Plus le degré de conscience de l’être54 est développé (l’homme est l’être qui possède le plus haut degré de conscience), plus la capacité d’apprendre et, par là, de modifier non seulement son comportement mais aussi les sentiments qui déclenchent l’action, est grande. Ainsi, les sentiments55 sont de plus en plus nombreux et complexes au fur et à mesure de l’évolution.
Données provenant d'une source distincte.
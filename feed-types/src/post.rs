//! Discussion posts and their authors.

use chrono::{DateTime, Utc};
use serde::{Deserialize, Serialize};

use crate::{PostId, UserId};

/// Role badge attached to a profile.
#[derive(Debug, Clone, Copy, Default, PartialEq, Eq, Hash, Serialize, Deserialize)]
#[serde(rename_all = "lowercase")]
pub enum Role {
    /// Elevated role: may pin and delete any discussion.
    Admin,
    /// Regular member. Unknown role strings decode to this.
    #[default]
    #[serde(other)]
    Member,
}

impl Role {
    /// Whether this role grants elevated permissions.
    pub fn is_elevated(self) -> bool {
        matches!(self, Role::Admin)
    }
}

/// Author data embedded directly in a post or comment payload.
#[derive(Debug, Clone, PartialEq, Eq, Serialize, Deserialize)]
#[serde(rename_all = "camelCase")]
pub struct AuthorSnapshot {
    /// The user this snapshot describes, when the payload carries it.
    #[serde(default, alias = "_id", skip_serializing_if = "Option::is_none")]
    pub id: Option<UserId>,
    /// Display name at the time the payload was produced.
    #[serde(default)]
    pub name: String,
    /// Avatar URL. The backend sends `""` for "no avatar".
    #[serde(default, skip_serializing_if = "Option::is_none")]
    pub avatar: Option<String>,
    /// Role at the time the payload was produced.
    #[serde(default, skip_serializing_if = "Option::is_none")]
    pub role: Option<Role>,
}

impl AuthorSnapshot {
    /// Snapshot with just a name.
    pub fn named(name: impl Into<String>) -> Self {
        Self {
            id: None,
            name: name.into(),
            avatar: None,
            role: None,
        }
    }

    /// Attach the user id.
    pub fn with_id(mut self, id: impl Into<UserId>) -> Self {
        self.id = Some(id.into());
        self
    }

    /// Attach an avatar URL.
    pub fn with_avatar(mut self, avatar: impl Into<String>) -> Self {
        self.avatar = Some(avatar.into());
        self
    }

    /// Avatar URL with `""` normalized to absent.
    pub fn avatar(&self) -> Option<&str> {
        normalized_avatar(self.avatar.as_deref())
    }
}

/// Authorship of a post or comment.
///
/// Payloads carry either a bare user id or a populated author object.
#[derive(Debug, Clone, PartialEq, Eq, Serialize, Deserialize)]
#[serde(untagged)]
pub enum AuthorRef {
    /// Reference to a user entity, resolved through the profile cache.
    Id(UserId),
    /// Inline author snapshot.
    Inline(AuthorSnapshot),
}

impl AuthorRef {
    /// The referenced user id, if the payload carries one.
    pub fn user_id(&self) -> Option<&UserId> {
        match self {
            AuthorRef::Id(id) => Some(id),
            AuthorRef::Inline(snapshot) => snapshot.id.as_ref(),
        }
    }

    /// The inline snapshot, if any.
    pub fn snapshot(&self) -> Option<&AuthorSnapshot> {
        match self {
            AuthorRef::Id(_) => None,
            AuthorRef::Inline(snapshot) => Some(snapshot),
        }
    }

    /// Whether this reference points at `user`.
    pub fn is_user(&self, user: &UserId) -> bool {
        self.user_id() == Some(user)
    }
}

impl From<UserId> for AuthorRef {
    fn from(id: UserId) -> Self {
        AuthorRef::Id(id)
    }
}

/// Normalize an avatar URL: empty or whitespace-only means "no avatar".
pub fn normalized_avatar(raw: Option<&str>) -> Option<&str> {
    raw.filter(|url| !url.trim().is_empty())
}

/// Kind of a structured attachment.
#[derive(Debug, Clone, Copy, PartialEq, Eq, Serialize, Deserialize)]
#[serde(rename_all = "lowercase")]
pub enum AttachmentKind {
    /// Inline image.
    Image,
    /// Video file.
    Video,
    /// Any other document.
    #[serde(other)]
    File,
}

/// A file attached to a discussion post.
#[derive(Debug, Clone, PartialEq, Eq, Serialize, Deserialize)]
#[serde(rename_all = "camelCase")]
pub struct Attachment {
    /// Attachment type.
    #[serde(rename = "type")]
    pub kind: AttachmentKind,
    /// Download URL.
    pub url: String,
    /// Original file name.
    pub filename: String,
    /// Size in bytes.
    #[serde(default)]
    pub size: u64,
}

/// A discussion post as held by the feed.
#[derive(Debug, Clone, PartialEq, Eq, Serialize, Deserialize)]
#[serde(rename_all = "camelCase")]
pub struct DiscussionPost {
    /// Server-assigned identifier.
    pub id: PostId,
    /// Title line.
    pub title: String,
    /// Markdown-like body with inline image/attachment references.
    pub body: String,
    /// Author of the post.
    pub author: AuthorRef,
    /// Category tag.
    #[serde(default)]
    pub category: String,
    /// Creation time.
    pub created_at: DateTime<Utc>,
    /// Pinned posts sort before all unpinned posts.
    #[serde(default)]
    pub is_pinned: bool,
    /// Number of likes.
    #[serde(default)]
    pub likes_count: u32,
    /// Whether the current viewer liked this post.
    #[serde(default)]
    pub is_liked: bool,
    /// Number of comments.
    #[serde(default)]
    pub comment_count: u32,
    /// Structured attachments.
    #[serde(default)]
    pub attachments: Vec<Attachment>,
}

impl DiscussionPost {
    /// Current like fields.
    pub fn like_state(&self) -> LikeState {
        LikeState {
            is_liked: self.is_liked,
            likes_count: self.likes_count,
        }
    }

    /// Overwrite like fields.
    pub fn set_like_state(&mut self, state: LikeState) {
        self.is_liked = state.is_liked;
        self.likes_count = state.likes_count;
    }

    /// Current editable content.
    pub fn content(&self) -> PostContent {
        PostContent {
            title: self.title.clone(),
            body: self.body.clone(),
        }
    }

    /// Overwrite editable content.
    pub fn set_content(&mut self, content: PostContent) {
        self.title = content.title;
        self.body = content.body;
    }
}

/// Like fields of a post, as returned by the like toggle endpoint.
#[derive(Debug, Clone, Copy, PartialEq, Eq, Serialize, Deserialize)]
#[serde(rename_all = "camelCase")]
pub struct LikeState {
    /// Whether the viewer likes the post.
    pub is_liked: bool,
    /// Total likes.
    pub likes_count: u32,
}

impl LikeState {
    /// The state after the viewer flips their like. The count never drops below zero.
    pub fn toggled(self) -> Self {
        if self.is_liked {
            Self {
                is_liked: false,
                likes_count: self.likes_count.saturating_sub(1),
            }
        } else {
            Self {
                is_liked: true,
                likes_count: self.likes_count.saturating_add(1),
            }
        }
    }
}

/// Pin field of a post, as returned by the pin toggle endpoint.
#[derive(Debug, Clone, Copy, PartialEq, Eq, Serialize, Deserialize)]
#[serde(rename_all = "camelCase")]
pub struct PinState {
    /// Whether the post is pinned.
    pub is_pinned: bool,
}

/// Editable fields of a post.
#[derive(Debug, Clone, PartialEq, Eq, Serialize, Deserialize)]
pub struct PostContent {
    /// Title line.
    pub title: String,
    /// Body text.
    pub body: String,
}

impl PostContent {
    /// Build from title and body.
    pub fn new(title: impl Into<String>, body: impl Into<String>) -> Self {
        Self {
            title: title.into(),
            body: body.into(),
        }
    }
}

#[cfg(test)]
mod tests {
    use super::*;

    fn post_json(author: &str) -> String {
        format!(
            r#"{{
                "id": "p1",
                "title": "Welcome",
                "body": "hello ![img](a.png)",
                "author": {author},
                "category": "general",
                "createdAt": "2024-05-01T10:00:00Z",
                "isPinned": true,
                "likesCount": 3,
                "isLiked": false,
                "commentCount": 2,
                "attachments": [{{"type": "image", "url": "https://cdn/a.png", "filename": "a.png", "size": 120}}]
            }}"#
        )
    }

    #[test]
    fn decodes_post_with_author_id() {
        let post: DiscussionPost = serde_json::from_str(&post_json("\"u1\"")).unwrap();
        assert_eq!(post.author, AuthorRef::Id(UserId::new("u1")));
        assert!(post.is_pinned);
        assert_eq!(post.likes_count, 3);
        assert_eq!(post.attachments[0].kind, AttachmentKind::Image);
    }

    #[test]
    fn decodes_post_with_inline_author() {
        let post: DiscussionPost = serde_json::from_str(&post_json(
            r#"{"_id": "u2", "name": "Ada Lovelace", "avatar": "", "role": "admin"}"#,
        ))
        .unwrap();
        let snapshot = post.author.snapshot().unwrap();
        assert_eq!(snapshot.name, "Ada Lovelace");
        assert_eq!(snapshot.avatar(), None);
        assert_eq!(snapshot.role, Some(Role::Admin));
        assert_eq!(post.author.user_id(), Some(&UserId::new("u2")));
    }

    #[test]
    fn unknown_role_is_member() {
        let role: Role = serde_json::from_str("\"owner\"").unwrap();
        assert_eq!(role, Role::Member);
        assert!(!role.is_elevated());
    }

    #[test]
    fn unlike_floors_at_zero() {
        let state = LikeState {
            is_liked: true,
            likes_count: 0,
        };
        assert_eq!(state.toggled().likes_count, 0);
        assert!(!state.toggled().is_liked);
    }

    #[test]
    fn like_increments() {
        let state = LikeState {
            is_liked: false,
            likes_count: 3,
        };
        assert_eq!(
            state.toggled(),
            LikeState {
                is_liked: true,
                likes_count: 4
            }
        );
    }
}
Pour éviter la contradiction, et le comportement absurde qui en découlerait, les sentiments s’organisent de manière synthétique : « ‘Nous verrons que la fonction de la Volonté (Will) est de créer l’unité de nos volontés (volitions), de même que la fonction de la volonté (volition) était d’unifier les désirs’ 56. » Par exemple, les impulsions instinctives sont modifiées par l’expérience du plaisir et de la douleur : l’apprentissage de ce qui est douloureux et de ce qui est source de plaisir, permet à certains êtres vivants, dont les hommes, d’anticiper le plaisir ou la douleur et engendre donc l’évolution de l’impulsion en désir.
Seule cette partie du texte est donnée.